> Recorded information:

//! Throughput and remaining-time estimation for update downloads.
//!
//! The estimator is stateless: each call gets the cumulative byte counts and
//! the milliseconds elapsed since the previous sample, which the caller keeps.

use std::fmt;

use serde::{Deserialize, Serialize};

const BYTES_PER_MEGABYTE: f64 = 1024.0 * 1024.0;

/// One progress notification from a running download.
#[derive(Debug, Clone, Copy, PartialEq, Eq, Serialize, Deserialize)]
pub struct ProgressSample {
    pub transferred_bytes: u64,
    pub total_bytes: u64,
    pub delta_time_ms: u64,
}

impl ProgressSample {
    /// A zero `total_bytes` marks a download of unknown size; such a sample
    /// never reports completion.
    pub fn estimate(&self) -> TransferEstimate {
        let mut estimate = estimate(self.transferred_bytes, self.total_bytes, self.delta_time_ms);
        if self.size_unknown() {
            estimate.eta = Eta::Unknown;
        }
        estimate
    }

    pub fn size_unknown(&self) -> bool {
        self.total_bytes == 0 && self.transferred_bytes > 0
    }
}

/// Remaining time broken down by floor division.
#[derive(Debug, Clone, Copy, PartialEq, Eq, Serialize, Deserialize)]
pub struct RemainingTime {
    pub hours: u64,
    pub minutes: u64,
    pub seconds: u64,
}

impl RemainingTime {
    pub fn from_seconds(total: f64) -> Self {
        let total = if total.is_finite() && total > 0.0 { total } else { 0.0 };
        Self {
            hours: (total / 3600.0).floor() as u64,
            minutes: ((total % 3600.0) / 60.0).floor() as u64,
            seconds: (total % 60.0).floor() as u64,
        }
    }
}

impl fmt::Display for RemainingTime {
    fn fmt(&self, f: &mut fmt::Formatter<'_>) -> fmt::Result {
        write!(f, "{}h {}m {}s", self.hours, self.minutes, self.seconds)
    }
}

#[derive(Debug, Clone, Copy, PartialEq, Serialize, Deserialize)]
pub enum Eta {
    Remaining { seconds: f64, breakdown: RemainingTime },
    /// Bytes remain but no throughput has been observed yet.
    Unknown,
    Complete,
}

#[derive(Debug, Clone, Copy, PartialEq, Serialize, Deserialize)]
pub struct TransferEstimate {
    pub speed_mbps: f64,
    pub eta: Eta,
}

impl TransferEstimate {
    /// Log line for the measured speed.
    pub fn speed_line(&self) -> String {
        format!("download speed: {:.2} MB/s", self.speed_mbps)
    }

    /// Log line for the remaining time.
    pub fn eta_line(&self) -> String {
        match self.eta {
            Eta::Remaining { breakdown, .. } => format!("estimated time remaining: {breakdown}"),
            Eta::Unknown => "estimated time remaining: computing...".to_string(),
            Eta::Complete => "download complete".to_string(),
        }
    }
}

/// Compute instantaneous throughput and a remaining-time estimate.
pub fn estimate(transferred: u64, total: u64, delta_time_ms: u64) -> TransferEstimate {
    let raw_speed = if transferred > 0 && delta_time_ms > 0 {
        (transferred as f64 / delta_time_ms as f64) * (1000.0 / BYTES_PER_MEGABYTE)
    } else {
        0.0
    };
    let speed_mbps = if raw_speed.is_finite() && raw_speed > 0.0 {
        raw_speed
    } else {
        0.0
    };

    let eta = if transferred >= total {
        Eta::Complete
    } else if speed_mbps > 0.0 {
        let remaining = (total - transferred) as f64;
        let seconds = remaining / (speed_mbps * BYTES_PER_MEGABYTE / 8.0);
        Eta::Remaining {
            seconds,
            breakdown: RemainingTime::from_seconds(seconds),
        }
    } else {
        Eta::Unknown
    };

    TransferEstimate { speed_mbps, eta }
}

> Goal of the exercise:
Reproduce exactly the section above that begins at the line containing "u64, delta_time_ms: u64)" and ends at the line containing "let speed_mbps = if", leaving out all other lines.

> Reply to the exercise:
pub fn estimate(transferred: u64, total: u64, delta_time_ms: u64) -> TransferEstimate {
    let raw_speed = if transferred > 0 && delta_time_ms > 0 {
        (transferred as f64 / delta_time_ms as f64) * (1000.0 / BYTES_PER_MEGABYTE)
    } else {
        0.0
    };
    let speed_mbps = if raw_speed.is_finite() && raw_speed > 0.0 {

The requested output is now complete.